- _WORK TASK_
Filter the entries and keep only the lines where the string "static" appears.

- _INPUT RECORDS_
----
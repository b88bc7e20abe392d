//! Global config with atomic reload support.
//!
//! Uses `arc-swap` for lock-free reads and atomic config replacement.
//! This enables hot-reloading of `folio.toml` during `serve`.
//!
//! # Architecture
//!
//! ```text
//! ┌─────────────────────────────────────────────────────────────┐
//! │                    CONFIG (ArcSwap)                         │
//! │                                                             │
//! │  ┌─────────────┐     ┌─────────────┐     ┌─────────────┐    │
//! │  │  Reader 1   │     │  Reader 2   │     │   Writer    │    │
//! │  │  (server)   │     │  (rayon)    │     │  (watch)    │    │
//! │  └──────┬──────┘     └──────┬──────┘     └──────┬──────┘    │
//! │         │                   │                   │           │
//! │         ▼                   ▼                   ▼           │
//! │       cfg()              cfg()           reload_config()    │
//! │    (lock-free)         (lock-free)      (atomic replace)    │
//! └─────────────────────────────────────────────────────────────┘
//! ```

use super::SiteConfig;
use crate::utils::hash;
use arc_swap::ArcSwap;
use std::{
    fs,
    sync::{
        Arc, LazyLock,
        atomic::{AtomicU64, Ordering},
    },
};

// =============================================================================
// Global State
// =============================================================================

/// Global config storage with atomic replacement support.
///
/// Initialized with default config, then replaced with loaded config in main.
pub static CONFIG: LazyLock<ArcSwap<SiteConfig>> =
    LazyLock::new(|| ArcSwap::from_pointee(SiteConfig::default()));

/// Hash of the config file content behind the current [`CONFIG`].
static CONFIG_HASH: AtomicU64 = AtomicU64::new(0);

// =============================================================================
// Public API
// =============================================================================

/// Get current config as `Arc<SiteConfig>`.
///
/// Lock-free read via atomic load. The Arc auto-derefs to `&SiteConfig`.
#[inline]
pub fn cfg() -> Arc<SiteConfig> {
    CONFIG.load_full()
}

/// Replace config atomically (called when folio.toml changes).
///
/// Returns `true` if config was actually updated, `false` if the file
/// content matches the last load.
///
/// # Errors
///
/// Returns error if folio.toml cannot be read or parsed; the previous config
/// stays active in that case.
pub fn reload_config() -> anyhow::Result<bool> {
    let c = cfg();
    let Some(cli) = c.cli else {
        anyhow::bail!("config was not initialized from the command line");
    };

    let content = fs::read_to_string(&c.config_path)?;
    let new_hash = hash::compute(content.as_bytes());
    if new_hash == CONFIG_HASH.load(Ordering::Relaxed) {
        return Ok(false);
    }

    let new_config = SiteConfig::load(cli)?;
    new_config.validate()?;

    CONFIG.store(Arc::new(new_config));
    CONFIG_HASH.store(new_hash, Ordering::Relaxed);

    Ok(true)
}

/// Initialize global config (called once at startup).
#[inline]
pub fn init_config(config: SiteConfig) {
    if let Ok(content) = fs::read_to_string(&config.config_path) {
        CONFIG_HASH.store(hash::compute(content.as_bytes()), Ordering::Relaxed);
    }

    CONFIG.store(Arc::new(config));
}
----
- _SOLVED PROBLEM_
pub static CONFIG: LazyLock<ArcSwap<SiteConfig>> =
static CONFIG_HASH: AtomicU64 = AtomicU64::new(0);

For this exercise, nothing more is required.